Le poltrone S sono optional, ma fasciano meglio di quelle standard e dispongono della funzionale seduta di lunghezza variabile, che aumenta il comfort quando si passa parecchio tempo alla guida; prevista pure la regolazione del supporto lombare; con sovrapprezzo si possono avere le registrazioni elettriche. Se davanti lo spazio non manca, i due posti dietro (privi di poggiatesta) sono adatti al massimo a due ragazzi: da omologazione possono essere occupati da passeggeri alti fino a 145 cm (oppure 125 cm se si tratta di bambini seduti su seggiolini Isofix). Il cassetto di fronte al passeggero, illuminato e ben rivestito, è piccolo anche a causa della presenza del lettore cd; si può, comunque, contare su altri vani, fra cui quello alla base della consolle (con prese Aux/Usb e fondo in gomma) e quelli fra i sedili (con portalattine e posacenere amovibile).

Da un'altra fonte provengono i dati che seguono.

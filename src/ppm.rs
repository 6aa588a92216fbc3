//! Plain-text PPM (`P3`) output, streamed one pixel per line.

use std::io::{self, Write};

use crate::picture::Rgb;

pub const MAX_CHANNEL: u32 = 255;

pub struct PpmWriter<W: Write> {
    out: W,
}

impl<W: Write> PpmWriter<W> {
    /// Writes the three-line header and returns a writer ready for pixels.
    pub fn new(mut out: W, width: u32, height: u32) -> io::Result<Self> {
        writeln!(out, "P3")?;
        writeln!(out, "{} {}", width, height)?;
        writeln!(out, "{}", MAX_CHANNEL)?;
        Ok(PpmWriter { out })
    }

    pub fn write_pixels(&mut self, pixels: &[Rgb]) -> io::Result<()> {
        for pixel in pixels {
            writeln!(self.out, "{}", pixel)?;
        }
        Ok(())
    }

    /// Flushes and hands back the underlying writer.
    pub fn finish(mut self) -> io::Result<W> {
        self.out.flush()?;
        Ok(self.out)
    }
}
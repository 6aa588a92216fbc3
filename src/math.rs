//! Vector arithmetic used by every other part of the renderer.
//!
//! Thin wrappers over nalgebra so callers can speak in terms of the few
//! operations the ray caster actually needs.

pub type Vec3 = nalgebra::Vector3<f64>;
pub type Point3 = nalgebra::Point3<f64>;

pub fn add(a: &Vec3, b: &Vec3) -> Vec3 {
    a + b
}

pub fn subtract(a: &Vec3, b: &Vec3) -> Vec3 {
    a - b
}

pub fn scale(v: &Vec3, k: f64) -> Vec3 {
    v * k
}

pub fn dot(a: &Vec3, b: &Vec3) -> f64 {
    a.dot(b)
}

/// Divides `v` by its length. A zero vector produces NaN components rather
/// than an error.
pub fn normalize(v: &Vec3) -> Vec3 {
    let length = dot(v, v).sqrt();
    v / length
}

I 300 litri di capacità del baule della Audi TT sono sufficienti per una vacanza in coppia, e se si reclina lo schienale del divanetto (diviso in due sezioni) si ottiene un vano di 712 litri con pavimento piatto: niente male per una sportiva, anche perché la sfruttabilità è favorita dai 40 cm di altezza utile al tendalino. Con i bagagli pesanti, per le operazioni di carico e scarico serve prestanza fisica: si deve, infatti, sollevarli di ben 83 cm per “scavalcare” la soglia del baule che, per giunta, dista dal pavimento ben 22 cm. La visibilità posteriore è limitata, il tergilunotto non è previsto, e i finestrini posteriori sono rastremati e l’ingombrante sedile del passeggero occlude la visuale di tre quarti posteriore.

Sicurezza e Dotazioni

Le quattro stelle (su un massimo di cinque) che la Audi TT ha ottenuto nel 2015 a seguito dei crash test Euro NCAP sono accompagnate da valutazioni parziali più che soddisfacenti. Della dotazione di serie fanno parte il cofano anteriore salva-pedoni e i fari bixeno, mentre sono optional quelli full-led, l’avviso di involontaria uscita di corsia e, addirittura, il cruise control. Nonostante sia una 2+2, la Audi TT offre di serie - oltre agli airbag anteriori frontali e laterali - anche quelli per la testa estesi ai posti dietro; questi ultimi prevedono gli attacchi Isofix inclusi nel prezzo, a differenza di quelli della poltrona anteriore che sono extra. Standard anche l’Esp, il cofano anteriore attivo (riduce le lesioni ai pedoni in caso di malaugurato investimento sollevandosi leggermente quando appositi sensori rilevano un impatto), i fari bixeno che assolvono anche la funzione di fendinebbia. Fanno, invece, parte dei dispositivi proposti a pagamento il cruise control, l’avviso di involontario abbandono della propria corsia di marcia e i fari completamente a led.